Przede wszystkim pracodawca czy zleceniodawca winien zapytać, czy jesteś
zarejestrowany w urzędzie pracy jako bezrobotny. Jeżeli jesteś
zarejestrowany to do 5 dni od zatrudnienia zarówno pracodawca, jak i
bezrobotny winni zgłosić ten fakt w urzędzie pracy.
Do 7 dni od zatrudnienia pracodawca winien zgłosić Cię w ZUS do
ubezpieczeń (tylko umowa o dzieło tego nie wymaga).
> Czy powinienem obowiazkowo miec podpisana umowe juz od poczatku (moze
nie
> probnego tygodnia ale juz po tym jak mnie przyjeli) pracy czy to nie ma
> znaczenia? Czy swiadczy to o zlych zamiarach pracodawcy, jego
> nieprofesjonalizmie czy moze to normalka.
Może być tak, że pracodawca jest uczciwy, ale nie ma świadomości, że
popełnia wykroczenia. Szkoda, że nie napisałeś jakiej wielkości jest
firma. Jeżeli to mała firma i płace oblicza ktoś zatrudniony na umowę
zlecenie, to taką sprawę załatwia przez 1-3 dni na koniec miesiąca.
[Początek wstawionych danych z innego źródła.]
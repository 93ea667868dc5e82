mod branch;
pub mod script;

pub use branch::{AgentBranch, AgentStatus};
pub use script::{demo_agent, ScriptedRun};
Przeciez ja juz tam pracuje,
> podpisuje sie, robie czasami wazne i odpowiedzialne rzeczy a tak
naprawde
> nie
> mam niczego na papierze. Co wy byscie zrobili, zarzadac umowy czy czekac
do
> konca miesiaca?
Odradzam żądania, gdy jeszcze nie zostały załatwione formalności związane
z zawarciem jakiejkolwiek umowy. Przede wszystkim starać się coś
dowiedzieć od współpracowników (może to być trudne, bo najczęściej to
bliższa lub dalsza rodzina lub znajomi, którzy mają oczy i uszy szeroko
otwarte).
Jeżeli byłbyś zarejestrowany jako bezrobotny, to sprawa byłaby prosta i
bezbolesna. Mógłbyś zapytać pracodawcę, co masz powiedzieć w urzędzie
pracy, bo właśnie masz wyznaczony termin wizyty, a ponadto, jeżeli będzie
z Tobą podpisana umowa o pracę (zlecenie, o dzieło), to masz obowiązek to
zgłosić do 5 dni w PUP, bo możesz zapłacić karę (500 zł jak na
bezrobotnego to nie jest mało).
Może na korzyść pracodawcy (jego dobrych zamiarów) mógłby świadczyć fakt,
że na wstępie określił Twoje "być" w firmie: najpierw 1 tydzień
sprawdzający, potem 1-mies. umowa zlecenie (a może umowa na okres
próbny??), potem na 3 mies. umowa na czas określony, następnie na 1 rok
umowa na czas określony, a później umowa na czas nieokreślony. Wprawdzie
to tylko ustne deklaracje pracodawcy, ale nie często tak się zdarza.
Pracodawca zapewnił też, że otrzymasz wynagrodzenie za przepracowany 1
tydzień, trzeba wierzyć, że dotrzyma słowa.
Odradzam nieprzemyślane działania, jeżeli nie masz propozycji innej pracy.